• _Available records_
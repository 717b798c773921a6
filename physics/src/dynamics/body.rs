//! Rigid bodies.
//!
//! A body keeps three transform/velocity snapshots:
//! - current: what the integrator advances,
//! - old: the pose at the start of the step (contact offsets are relative to it),
//! - stored: scratch used for speculative integration and null updates.
//!
//! Penetration recovery writes to a separate auxiliary velocity that is folded
//! into the position update and then discarded, so it never shows up as
//! momentum.

use std::fmt;

use slotmap::SlotMap;

use crate::collision::{CollisionId, SkinHandle};
use crate::constants::{
    AUX_CROSS_GRAVITY_DAMPING, COLLIDING_ANGULAR_DAMPING, DEACTIVATION_DAMPING_START,
    DEFAULT_ANG_VELOCITY_ACTIVITY_THRESHOLD_DEG, DEFAULT_DEACTIVATION_TIME,
    DEFAULT_VELOCITY_ACTIVITY_THRESHOLD, MAX_ANGULAR_VELOCITY, MAX_LINEAR_VELOCITY,
};
use crate::dynamics::ConstraintHandle;
use crate::math::{Mat3, Quat, Transform, TransformRate, Vec3, rotate_tensor, safe_inv, safe_inv_diagonal};

slotmap::new_key_type! {
    pub struct BodyHandle;
}

pub type BodySet = SlotMap<BodyHandle, Body>;

#[derive(Clone, Copy, Debug, Default, PartialEq, Eq, Hash)]
pub enum Activity {
    #[default]
    Active,
    Inactive,
}

/// Per-body callbacks run by the integrator.
pub trait BodyHooks {
    fn pre_physics(&mut self, _body: &mut Body, _dt: f32) {}
    /// Runs after the body's forces were cleared and gravity was added.
    fn add_external_forces(&mut self, _body: &mut Body, _dt: f32) {}
    fn post_physics(&mut self, _body: &mut Body, _dt: f32) {}
}

#[derive(Clone, Debug)]
struct MovementActivation {
    stored_position: Vec3,
    threshold_sq: f32,
    bodies: Vec<BodyHandle>,
}

/// Full kinematic state, used to undo a step in null-update mode.
#[derive(Clone, Copy, Debug)]
pub(crate) struct BodySnapshot {
    transform: Transform,
    old_transform: Transform,
    rate: TransformRate,
    old_rate: TransformRate,
    activity: Activity,
    inactive_time: f32,
}

pub struct Body {
    transform: Transform,
    old_transform: Transform,
    stored_transform: Transform,
    rate: TransformRate,
    old_rate: TransformRate,
    stored_rate: TransformRate,
    rate_aux: TransformRate,

    mass: f32,
    inv_mass: f32,
    body_inertia: Mat3,
    body_inv_inertia: Mat3,
    world_inertia: Mat3,
    world_inv_inertia: Mat3,

    force: Vec3,
    torque: Vec3,

    activity: Activity,
    inactive_time: f32,
    deactivation_time: f32,
    sqr_velocity_activity_threshold: f32,
    sqr_ang_velocity_activity_threshold: f32,

    immovable: bool,
    orig_immovable: bool,
    allow_freezing: bool,
    do_shock_processing: bool,
    velocity_changed: bool,
    enabled: bool,

    skin: Option<SkinHandle>,
    pub(crate) constraints: Vec<ConstraintHandle>,
    pub(crate) collisions: Vec<CollisionId>,
    movement_activation: Option<MovementActivation>,
    hooks: Option<Box<dyn BodyHooks>>,
}

impl fmt::Debug for Body {
    fn fmt(&self, f: &mut fmt::Formatter<'_>) -> fmt::Result {
        f.debug_struct("Body")
            .field("transform", &self.transform)
            .field("rate", &self.rate)
            .field("mass", &self.mass)
            .field("activity", &self.activity)
            .field("immovable", &self.immovable)
            .field("skin", &self.skin)
            .finish_non_exhaustive()
    }
}

impl Default for Body {
    fn default() -> Self {
        Self::new()
    }
}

• _Task instructions_
Copy every line in the listing above where the string "dynamics" turns up.

• _Solved exercise_
filename physics/src/dynamics/body.rs
use crate::dynamics::ConstraintHandle;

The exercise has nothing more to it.